Il est celui par qui le scandale arrive. John Bolton, auteur de The Room Where it Happened (La pièce où cela s'est passé), nouvel ouvrage au vitriol atomisant l'actuel président des Etats-Unis à quelques mois de la nouvelle élection US. L'ancien conseiller de Trump y relate les 17 mois passés auprès de l'occupant du Bureau ovale comme conseiller à la sécurité nationale, soit en 2018-2019. Et il tape fort sur l'incompétence du twittos compulsif, balançant notamment sur le fait qu'il aurait sollicité l’aide de son homologue chinois pour sa réélection... 

Le président des Etats-Unis a tenté de faire interdire ledit ouvrage du scandale, sans succès. Le juge du tribunal de Washington Royce Lamberth a refusé de bloquer sa sortie, rejetant en ces mots la requête du gouvernement. John Bolton "a fait courir un risque à la sécurité nationale des États-Unis" et "a mis son pays en danger", a souligné le juge. Mais "le gouvernement n'a pas réussi à établir qu'une interdiction empêcherait des dommages irréparables. Sa requête est donc rejetée", a-t-il conclu. De quoi sérieusement entacher la relance de la campagne de Trump, affirmant par ailleurs ce samedi que son ex-conseiller paierait le prix "fort" pour avoir "enfreint la loi" avec la publication de son livre. 

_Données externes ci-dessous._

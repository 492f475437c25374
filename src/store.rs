use crate::http::build_client;
use crate::models::{CanonicalListing, InsertedListing, Owner, RecordId};
use async_trait::async_trait;
use chrono::Utc;
use reqwest::{Client, RequestBuilder, Response};
use serde_json::json;
use thiserror::Error;

const OWNERS_TABLE: &str = "owners";
const LISTINGS_TABLE: &str = "objects";

#[derive(Debug, Error)]
pub enum StoreError {
    #[error("request failed: {0}")]
    Request(String),
    #[error("invalid response: {0}")]
    Deserialize(String),
}

/// Persistence used by the reconciliation pipeline.
#[async_trait]
pub trait ListingStore: Send + Sync {
    /// Owners whose `parsed` flag reads false, in store order.
    async fn pending_owners(&self, limit: usize) -> Result<Vec<Owner>, StoreError>;

    async fn insert_listing(&self, listing: &CanonicalListing)
    -> Result<InsertedListing, StoreError>;

    async fn mark_owner_parsed(&self, owner_id: &RecordId) -> Result<(), StoreError>;

    async fn delete_listing_by_source(&self, source_url: &str) -> Result<(), StoreError>;

    async fn delete_owner(&self, owner_id: &RecordId) -> Result<(), StoreError>;
}

#[derive(Debug, Clone)]
pub struct SupabaseConfig {
    pub url: String,
    pub service_key: String,
}

/// PostgREST client for a Supabase project.
#[derive(Debug, Clone)]
pub struct SupabaseClient {
    base_url: String,
    service_key: String,
    http: Client,
}

impl SupabaseClient {
    pub fn new(config: SupabaseConfig) -> Self {
        Self {
            base_url: config.url.trim_end_matches('/').to_string(),
            service_key: config.service_key,
            http: build_client(),
        }
    }

    fn table_url(&self, table: &str) -> String {
        format!("{}/rest/v1/{}", self.base_url, table)
    }

    fn authorized(&self, request: RequestBuilder) -> RequestBuilder {
        request
            .header("apikey", &self.service_key)
            .header("Authorization", format!("Bearer {}", self.service_key))
    }

    async fn send(&self, request: RequestBuilder) -> Result<Response, StoreError> {
        let response = self
            .authorized(request)
            .send()
            .await
            .map_err(|err| StoreError::Request(err.to_string()))?;
        if !response.status().is_success() {
            let status = response.status();
            let detail = response.text().await.unwrap_or_default();
            return Err(StoreError::Request(if detail.is_empty() {
                format!("HTTP {status}")
            } else {
                format!("HTTP {status}: {detail}")
            }));
        }
        Ok(response)
    }
}

#[async_trait]
impl ListingStore for SupabaseClient {
    async fn pending_owners(&self, limit: usize) -> Result<Vec<Owner>, StoreError> {
        let request = self.http.get(self.table_url(OWNERS_TABLE)).query(&[
            ("select", "*".to_string()),
            ("parsed", "ilike.false".to_string()),
            ("limit", limit.to_string()),
        ]);
        self.send(request)
            .await?
            .json()
            .await
            .map_err(|err| StoreError::Deserialize(err.to_string()))
    }

    async fn insert_listing(
        &self,
        listing: &CanonicalListing,
    ) -> Result<InsertedListing, StoreError> {
        let request = self
            .http
            .post(self.table_url(LISTINGS_TABLE))
            .query(&[("select", "id,external_id")])
            .header("Prefer", "return=representation")
            .header("Accept", "application/vnd.pgrst.object+json")
            .json(listing);
        self.send(request)
            .await?
            .json()
            .await
            .map_err(|err| StoreError::Deserialize(err.to_string()))
    }

    async fn mark_owner_parsed(&self, owner_id: &RecordId) -> Result<(), StoreError> {
        let request = self
            .http
            .patch(self.table_url(OWNERS_TABLE))
            .query(&[("id", format!("eq.{owner_id}"))])
            .json(&json!({
                "parsed": "true",
                "status": true,
                "updated_at": Utc::now().to_rfc3339(),
            }));
        self.send(request).await.map(|_| ())
    }

    async fn delete_listing_by_source(&self, source_url: &str) -> Result<(), StoreError> {
        let request = self
            .http
            .delete(self.table_url(LISTINGS_TABLE))
            .query(&[("cian_url", format!("eq.{source_url}"))]);
        self.send(request).await.map(|_| ())
    }

    async fn delete_owner(&self, owner_id: &RecordId) -> Result<(), StoreError> {
        let request = self
            .http
            .delete(self.table_url(OWNERS_TABLE))
            .query(&[("id", format!("eq.{owner_id}"))]);
        self.send(request).await.map(|_| ())
    }
}

#[cfg(test)]
pub mod testing {
    use super::*;
    use std::sync::Mutex;

    #[derive(Default)]
    struct Tables {
        owners: Vec<Owner>,
        listings: Vec<CanonicalListing>,
        insert_attempts: Vec<CanonicalListing>,
        deleted_sources: Vec<String>,
        fail_inserts: bool,
        fail_reads: bool,
    }

    /// Store double backed by vectors.
    #[derive(Default)]
    pub struct InMemoryStore {
        tables: Mutex<Tables>,
    }

    impl InMemoryStore {
        pub fn with_owners(owners: Vec<Owner>) -> Self {
            let store = Self::default();
            store.tables.lock().unwrap().owners = owners;
            store
        }

        pub fn fail_inserts(&self, fail: bool) {
            self.tables.lock().unwrap().fail_inserts = fail;
        }

        pub fn fail_reads(&self, fail: bool) {
            self.tables.lock().unwrap().fail_reads = fail;
        }

        pub fn seed_listing(&self, listing: CanonicalListing) {
            self.tables.lock().unwrap().listings.push(listing);
        }

        pub fn owner(&self, id: &RecordId) -> Option<Owner> {
            let tables = self.tables.lock().unwrap();
            tables.owners.iter().find(|o| &o.id == id).cloned()
        }

        pub fn listings(&self) -> Vec<CanonicalListing> {
            self.tables.lock().unwrap().listings.clone()
        }

        pub fn insert_attempts(&self) -> Vec<CanonicalListing> {
            self.tables.lock().unwrap().insert_attempts.clone()
        }

        pub fn deleted_sources(&self) -> Vec<String> {
            self.tables.lock().unwrap().deleted_sources.clone()
        }
    }

    #[async_trait]
    impl ListingStore for InMemoryStore {
        async fn pending_owners(&self, limit: usize) -> Result<Vec<Owner>, StoreError> {
            let tables = self.tables.lock().unwrap();
            if tables.fail_reads {
                return Err(StoreError::Request("HTTP 503 Service Unavailable".into()));
            }
            Ok(tables
                .owners
                .iter()
                .filter(|owner| owner.parsed == Some(false))
                .take(limit)
                .cloned()
                .collect())
        }

        async fn insert_listing(
            &self,
            listing: &CanonicalListing,
        ) -> Result<InsertedListing, StoreError> {
            let mut tables = self.tables.lock().unwrap();
            tables.insert_attempts.push(listing.clone());
            if tables.fail_inserts {
                return Err(StoreError::Request("HTTP 500 Internal Server Error".into()));
            }
            tables.listings.push(listing.clone());
            let id = tables.listings.len() as i64;
            Ok(InsertedListing {
                id: Some(RecordId::Int(id)),
                external_id: Some(RecordId::Text(format!("EXT-{id}"))),
            })
        }

        async fn mark_owner_parsed(&self, owner_id: &RecordId) -> Result<(), StoreError> {
            let mut tables = self.tables.lock().unwrap();
            if let Some(owner) = tables.owners.iter_mut().find(|o| &o.id == owner_id) {
                owner.parsed = Some(true);
                owner.status = Some(true);
            }
            Ok(())
        }

        async fn delete_listing_by_source(&self, source_url: &str) -> Result<(), StoreError> {
            let mut tables = self.tables.lock().unwrap();
            tables.listings.retain(|listing| listing.cian_url != source_url);
            tables.deleted_sources.push(source_url.to_string());
            Ok(())
        }

        async fn delete_owner(&self, owner_id: &RecordId) -> Result<(), StoreError> {
            let mut tables = self.tables.lock().unwrap();
            tables.owners.retain(|owner| &owner.id != owner_id);
            Ok(())
        }
    }
}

Mais pourquoi Donald Trump a-t-il raison de se méfier de celui qui défendait à la Maison Blanche la ligne dure des "faucons" du camp républicain ? Pourquoi redoute-t-il celui que le secrétaire d'Etat Mike Pompeo accuse d'être un "traître qui abîme l'Amérique" avec ses "mensonges" ? Peut-être parce qu'avant Donald Trump, John Bolton était déjà John Bolton, figure politique au CV controversé provoquant depuis des décennies l'ire d'une bonne partie du camp démocrate.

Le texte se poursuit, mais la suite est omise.